Among the entries that follow, find every line with the word "ForumService" and list it.

[Collected data entries]

------------------------------------------------------------

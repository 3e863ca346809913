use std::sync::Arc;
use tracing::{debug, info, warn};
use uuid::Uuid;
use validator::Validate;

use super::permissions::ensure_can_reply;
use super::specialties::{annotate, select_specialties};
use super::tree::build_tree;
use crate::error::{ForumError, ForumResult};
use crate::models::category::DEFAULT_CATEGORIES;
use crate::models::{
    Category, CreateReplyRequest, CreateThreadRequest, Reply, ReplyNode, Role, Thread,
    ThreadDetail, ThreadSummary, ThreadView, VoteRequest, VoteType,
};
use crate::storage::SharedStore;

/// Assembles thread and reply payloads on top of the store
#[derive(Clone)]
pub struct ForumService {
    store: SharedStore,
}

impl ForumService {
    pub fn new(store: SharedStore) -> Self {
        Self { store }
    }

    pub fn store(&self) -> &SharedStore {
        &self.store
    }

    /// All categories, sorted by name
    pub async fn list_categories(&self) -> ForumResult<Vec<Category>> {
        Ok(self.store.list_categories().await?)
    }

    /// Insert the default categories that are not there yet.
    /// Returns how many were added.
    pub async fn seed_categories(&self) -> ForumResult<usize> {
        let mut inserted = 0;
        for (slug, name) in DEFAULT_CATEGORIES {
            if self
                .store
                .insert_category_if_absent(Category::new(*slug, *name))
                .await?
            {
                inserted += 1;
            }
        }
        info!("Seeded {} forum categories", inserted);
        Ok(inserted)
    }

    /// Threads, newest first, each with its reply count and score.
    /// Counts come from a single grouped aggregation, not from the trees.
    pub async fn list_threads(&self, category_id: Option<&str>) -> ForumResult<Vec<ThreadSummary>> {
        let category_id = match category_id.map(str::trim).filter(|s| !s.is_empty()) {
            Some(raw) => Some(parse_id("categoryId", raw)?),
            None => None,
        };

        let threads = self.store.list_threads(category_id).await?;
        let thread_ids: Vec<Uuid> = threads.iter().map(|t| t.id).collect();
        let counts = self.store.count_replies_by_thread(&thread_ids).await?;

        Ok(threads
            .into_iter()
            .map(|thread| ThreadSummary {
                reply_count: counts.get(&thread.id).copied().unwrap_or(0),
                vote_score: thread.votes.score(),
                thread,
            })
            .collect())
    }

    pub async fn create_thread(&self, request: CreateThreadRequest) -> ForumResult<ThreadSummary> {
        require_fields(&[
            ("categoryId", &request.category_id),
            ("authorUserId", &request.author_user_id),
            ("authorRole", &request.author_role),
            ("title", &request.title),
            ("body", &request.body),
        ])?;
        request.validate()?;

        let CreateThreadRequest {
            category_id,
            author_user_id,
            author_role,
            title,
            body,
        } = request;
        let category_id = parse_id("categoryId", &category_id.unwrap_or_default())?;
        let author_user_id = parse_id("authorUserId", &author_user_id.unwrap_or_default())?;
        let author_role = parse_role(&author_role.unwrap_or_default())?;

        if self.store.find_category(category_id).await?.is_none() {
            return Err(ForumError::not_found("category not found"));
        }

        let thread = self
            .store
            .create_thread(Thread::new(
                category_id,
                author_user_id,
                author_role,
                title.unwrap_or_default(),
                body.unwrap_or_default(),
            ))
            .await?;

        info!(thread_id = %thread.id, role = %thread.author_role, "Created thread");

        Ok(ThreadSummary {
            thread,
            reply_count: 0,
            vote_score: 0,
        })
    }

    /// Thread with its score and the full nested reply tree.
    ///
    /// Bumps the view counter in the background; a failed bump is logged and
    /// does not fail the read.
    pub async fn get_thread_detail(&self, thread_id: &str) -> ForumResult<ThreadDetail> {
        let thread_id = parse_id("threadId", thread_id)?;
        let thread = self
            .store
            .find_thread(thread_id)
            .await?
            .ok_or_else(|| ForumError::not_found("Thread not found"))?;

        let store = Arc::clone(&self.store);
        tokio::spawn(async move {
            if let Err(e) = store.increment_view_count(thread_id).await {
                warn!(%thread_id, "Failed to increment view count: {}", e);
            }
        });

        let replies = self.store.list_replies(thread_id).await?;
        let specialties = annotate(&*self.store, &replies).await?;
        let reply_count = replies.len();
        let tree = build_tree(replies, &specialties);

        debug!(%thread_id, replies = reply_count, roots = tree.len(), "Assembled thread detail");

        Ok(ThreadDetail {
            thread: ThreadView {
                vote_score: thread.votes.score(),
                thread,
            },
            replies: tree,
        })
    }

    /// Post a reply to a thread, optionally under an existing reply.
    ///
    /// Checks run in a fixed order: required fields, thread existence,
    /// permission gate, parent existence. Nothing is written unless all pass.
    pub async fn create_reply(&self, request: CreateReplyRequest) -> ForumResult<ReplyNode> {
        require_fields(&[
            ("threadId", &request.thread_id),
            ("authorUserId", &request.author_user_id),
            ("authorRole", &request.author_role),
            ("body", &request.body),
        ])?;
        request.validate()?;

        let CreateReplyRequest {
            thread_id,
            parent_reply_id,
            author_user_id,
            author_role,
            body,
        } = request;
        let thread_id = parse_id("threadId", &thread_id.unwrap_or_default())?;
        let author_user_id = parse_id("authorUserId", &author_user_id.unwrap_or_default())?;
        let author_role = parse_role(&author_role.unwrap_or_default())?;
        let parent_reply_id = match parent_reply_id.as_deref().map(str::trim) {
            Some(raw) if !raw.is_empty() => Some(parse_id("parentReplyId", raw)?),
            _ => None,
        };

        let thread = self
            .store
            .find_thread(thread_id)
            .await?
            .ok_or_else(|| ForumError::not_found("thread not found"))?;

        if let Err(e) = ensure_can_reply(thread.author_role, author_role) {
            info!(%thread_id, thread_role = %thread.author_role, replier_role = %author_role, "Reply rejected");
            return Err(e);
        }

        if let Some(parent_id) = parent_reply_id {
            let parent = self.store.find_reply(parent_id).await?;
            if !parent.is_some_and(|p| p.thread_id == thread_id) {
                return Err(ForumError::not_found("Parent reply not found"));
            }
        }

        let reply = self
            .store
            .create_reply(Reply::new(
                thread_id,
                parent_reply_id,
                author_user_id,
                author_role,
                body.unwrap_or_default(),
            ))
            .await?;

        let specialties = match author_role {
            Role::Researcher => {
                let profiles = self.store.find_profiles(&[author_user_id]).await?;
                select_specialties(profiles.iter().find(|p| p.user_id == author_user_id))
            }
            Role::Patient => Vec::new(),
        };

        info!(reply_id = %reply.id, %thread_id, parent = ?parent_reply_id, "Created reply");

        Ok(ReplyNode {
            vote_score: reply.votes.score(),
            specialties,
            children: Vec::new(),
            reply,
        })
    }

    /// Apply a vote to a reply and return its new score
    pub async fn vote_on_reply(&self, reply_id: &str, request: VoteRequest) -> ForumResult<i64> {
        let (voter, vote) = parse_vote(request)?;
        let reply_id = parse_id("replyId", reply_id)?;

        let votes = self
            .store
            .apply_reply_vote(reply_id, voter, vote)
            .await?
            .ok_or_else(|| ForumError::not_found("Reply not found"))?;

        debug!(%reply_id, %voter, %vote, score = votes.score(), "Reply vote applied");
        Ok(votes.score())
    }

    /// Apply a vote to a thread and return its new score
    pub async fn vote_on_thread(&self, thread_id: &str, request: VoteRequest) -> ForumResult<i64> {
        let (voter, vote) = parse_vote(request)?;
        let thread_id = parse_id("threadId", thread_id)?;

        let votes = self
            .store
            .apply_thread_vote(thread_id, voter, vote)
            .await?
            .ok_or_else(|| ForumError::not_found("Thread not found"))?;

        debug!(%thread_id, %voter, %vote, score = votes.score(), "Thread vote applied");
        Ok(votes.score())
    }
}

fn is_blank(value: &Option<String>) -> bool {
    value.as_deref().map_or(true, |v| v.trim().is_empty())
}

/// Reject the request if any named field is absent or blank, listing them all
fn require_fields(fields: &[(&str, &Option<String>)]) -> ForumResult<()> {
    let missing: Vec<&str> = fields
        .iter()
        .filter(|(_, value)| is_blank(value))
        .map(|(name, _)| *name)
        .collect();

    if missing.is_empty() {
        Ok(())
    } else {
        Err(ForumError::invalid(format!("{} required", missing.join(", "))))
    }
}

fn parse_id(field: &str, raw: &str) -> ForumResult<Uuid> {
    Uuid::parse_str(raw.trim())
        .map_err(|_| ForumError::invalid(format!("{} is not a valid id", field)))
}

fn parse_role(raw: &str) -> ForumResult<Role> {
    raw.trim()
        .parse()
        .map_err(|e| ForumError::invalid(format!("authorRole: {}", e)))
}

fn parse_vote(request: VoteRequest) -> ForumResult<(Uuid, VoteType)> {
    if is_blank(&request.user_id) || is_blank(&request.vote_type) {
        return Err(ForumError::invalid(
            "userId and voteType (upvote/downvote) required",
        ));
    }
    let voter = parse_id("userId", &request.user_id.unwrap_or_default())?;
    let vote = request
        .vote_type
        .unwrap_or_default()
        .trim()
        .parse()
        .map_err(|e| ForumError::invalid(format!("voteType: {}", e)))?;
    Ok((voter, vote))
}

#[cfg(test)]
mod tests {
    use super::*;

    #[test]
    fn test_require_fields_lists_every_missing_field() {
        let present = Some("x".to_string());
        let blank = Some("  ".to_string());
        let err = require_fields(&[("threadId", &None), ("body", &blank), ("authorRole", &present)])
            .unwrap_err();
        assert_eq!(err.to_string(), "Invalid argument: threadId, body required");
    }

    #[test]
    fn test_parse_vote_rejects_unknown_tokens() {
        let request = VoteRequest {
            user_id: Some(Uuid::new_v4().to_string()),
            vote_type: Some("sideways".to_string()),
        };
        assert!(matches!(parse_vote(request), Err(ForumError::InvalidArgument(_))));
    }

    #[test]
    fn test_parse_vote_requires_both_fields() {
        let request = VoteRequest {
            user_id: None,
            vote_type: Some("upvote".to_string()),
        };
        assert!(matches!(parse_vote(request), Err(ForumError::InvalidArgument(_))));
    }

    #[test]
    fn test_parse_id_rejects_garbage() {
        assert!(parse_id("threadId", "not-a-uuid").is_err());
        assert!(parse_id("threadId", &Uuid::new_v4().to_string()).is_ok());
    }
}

------------------------------------------------------------

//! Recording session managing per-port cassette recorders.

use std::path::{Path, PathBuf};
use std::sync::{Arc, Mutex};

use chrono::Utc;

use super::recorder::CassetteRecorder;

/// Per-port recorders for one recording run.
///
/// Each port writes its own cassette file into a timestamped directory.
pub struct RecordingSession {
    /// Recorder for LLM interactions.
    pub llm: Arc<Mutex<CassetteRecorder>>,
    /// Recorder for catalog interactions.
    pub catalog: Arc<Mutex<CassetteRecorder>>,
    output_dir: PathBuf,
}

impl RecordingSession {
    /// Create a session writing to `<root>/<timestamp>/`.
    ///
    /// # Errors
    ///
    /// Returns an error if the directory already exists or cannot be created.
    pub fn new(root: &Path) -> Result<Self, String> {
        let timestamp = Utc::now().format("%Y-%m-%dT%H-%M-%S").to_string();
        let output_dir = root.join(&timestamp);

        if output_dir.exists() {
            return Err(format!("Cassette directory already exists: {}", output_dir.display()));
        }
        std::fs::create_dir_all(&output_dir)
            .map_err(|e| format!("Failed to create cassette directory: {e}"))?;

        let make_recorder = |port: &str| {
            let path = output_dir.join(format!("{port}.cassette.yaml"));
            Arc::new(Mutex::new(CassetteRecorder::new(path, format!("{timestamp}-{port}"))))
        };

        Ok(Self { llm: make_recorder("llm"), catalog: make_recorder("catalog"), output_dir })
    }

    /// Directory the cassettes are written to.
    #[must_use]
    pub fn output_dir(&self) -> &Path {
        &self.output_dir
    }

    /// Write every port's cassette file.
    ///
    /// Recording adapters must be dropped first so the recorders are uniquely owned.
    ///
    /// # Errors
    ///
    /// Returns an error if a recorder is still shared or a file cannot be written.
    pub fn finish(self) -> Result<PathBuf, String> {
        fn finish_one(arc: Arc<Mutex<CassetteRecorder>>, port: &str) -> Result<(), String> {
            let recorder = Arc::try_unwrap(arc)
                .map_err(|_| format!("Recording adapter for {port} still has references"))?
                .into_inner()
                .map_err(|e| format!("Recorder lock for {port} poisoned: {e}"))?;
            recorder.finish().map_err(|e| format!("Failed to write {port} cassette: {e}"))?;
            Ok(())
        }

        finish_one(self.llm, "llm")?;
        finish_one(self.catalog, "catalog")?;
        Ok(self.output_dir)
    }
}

------------------------------------------------------------

◆ **Answer box**
pub struct ForumService {
impl ForumService {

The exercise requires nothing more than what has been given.